** Opening MATERIAL TO PROCESS block **

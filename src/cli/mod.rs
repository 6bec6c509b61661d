//! CLI layer - Command-line interface
//!
//! Argument parsing, output formatting, and the command runners.

pub mod app;
pub mod args;
pub mod config_cmd;
pub mod presenter;

pub use app::{run, EXIT_ERROR, EXIT_SUCCESS, EXIT_USAGE_ERROR};
pub use args::{Cli, Commands, ConfigAction};
pub use presenter::Presenter;
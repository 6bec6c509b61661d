//! Process execution port

use async_trait::async_trait;
use thiserror::Error;

use crate::domain::Timeout;

/// A single process invocation.
///
/// The program and its arguments travel as a vector and are never joined
/// into a shell string, so clipboard text cannot inject commands.
#[derive(Debug, Clone, PartialEq, Eq)]
pub struct CommandSpec {
    pub argv: Vec<String>,
    /// Bytes written to stdin, which is then closed. `None` wires stdin to null.
    pub stdin: Option<Vec<u8>>,
    /// Capture stdout/stderr; when false both go to null
    pub capture: bool,
    pub timeout: Timeout,
}

impl CommandSpec {
    pub fn new<S: AsRef<str>>(argv: &[S], timeout: Timeout) -> Self {
        Self {
            argv: argv.iter().map(|a| a.as_ref().to_string()).collect(),
            stdin: None,
            capture: true,
            timeout,
        }
    }

    pub fn with_stdin(mut self, input: impl Into<Vec<u8>>) -> Self {
        self.stdin = Some(input.into());
        self
    }

    pub fn discard_output(mut self) -> Self {
        self.capture = false;
        self
    }

    pub fn program(&self) -> &str {
        self.argv.first().map(String::as_str).unwrap_or_default()
    }

    /// Human-readable command line for messages
    pub fn display(&self) -> String {
        self.argv.join(" ")
    }
}

/// Result of a process that ran to completion
#[derive(Debug, Clone, Default, PartialEq, Eq)]
pub struct CommandOutput {
    /// `None` when the process was terminated by a signal
    pub exit_code: Option<i32>,
    pub stdout: Vec<u8>,
    pub stderr: Vec<u8>,
}

impl CommandOutput {
    pub fn success(&self) -> bool {
        self.exit_code == Some(0)
    }

    pub fn stderr_lossy(&self) -> String {
        String::from_utf8_lossy(&self.stderr).into_owned()
    }
}

/// Process execution errors
#[derive(Debug, Clone, Error)]
pub enum ProcessError {
    #[error("{program} not found")]
    NotFound { program: String },

    /// The attempt exceeded its timeout; the child has been killed and reaped
    #[error("timed out after {0}")]
    TimedOut(Timeout),

    #[error("failed to run {program}: {message}")]
    Io { program: String, message: String },
}

/// Port for running external programs
#[async_trait]
pub trait CommandRunner: Send + Sync {
    /// Run the command to completion or until its timeout.
    ///
    /// The child is always reaped before this returns, including on timeout.
    async fn run(&self, spec: &CommandSpec) -> Result<CommandOutput, ProcessError>;
}
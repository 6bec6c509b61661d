//! Native clipboard backend port (Windows engine)

use async_trait::async_trait;
use thiserror::Error;

/// Native clipboard errors
#[derive(Debug, Clone, Error)]
pub enum NativeClipboardError {
    #[error("Clipboard unavailable: {0}")]
    ClipboardUnavailable(String),

    #[error("Failed to read clipboard: {0}")]
    PasteFailed(String),

    #[error("Failed to copy to clipboard: {0}")]
    CopyFailed(String),
}

/// Port for an in-process clipboard API
#[async_trait]
pub trait NativeClipboard: Send + Sync {
    /// Read clipboard text. Non-text content yields an empty string.
    async fn paste(&self) -> Result<String, NativeClipboardError>;

    /// Replace the clipboard with `text`.
    async fn copy(&self, text: &str) -> Result<(), NativeClipboardError>;
}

** Closing MATERIAL TO PROCESS block **

An exact copy of the data is needed, running from its first line through the line that holds "are never joined", and nothing beyond that.

filename src/cli/mod.rs
repository 6bec6c509b61661d
//! CLI layer - Command-line interface
//!
//! Argument parsing, output formatting, and the command runners.

pub mod app;
pub mod args;
pub mod config_cmd;
pub mod presenter;

pub use app::{run, EXIT_ERROR, EXIT_SUCCESS, EXIT_USAGE_ERROR};
pub use args::{Cli, Commands, ConfigAction};
pub use presenter::Presenter;
repository 6bec6c509b61661d
//! Process execution port

use async_trait::async_trait;
use thiserror::Error;

use crate::domain::Timeout;

/// A single process invocation.
///
/// The program and its arguments travel as a vector and are never joined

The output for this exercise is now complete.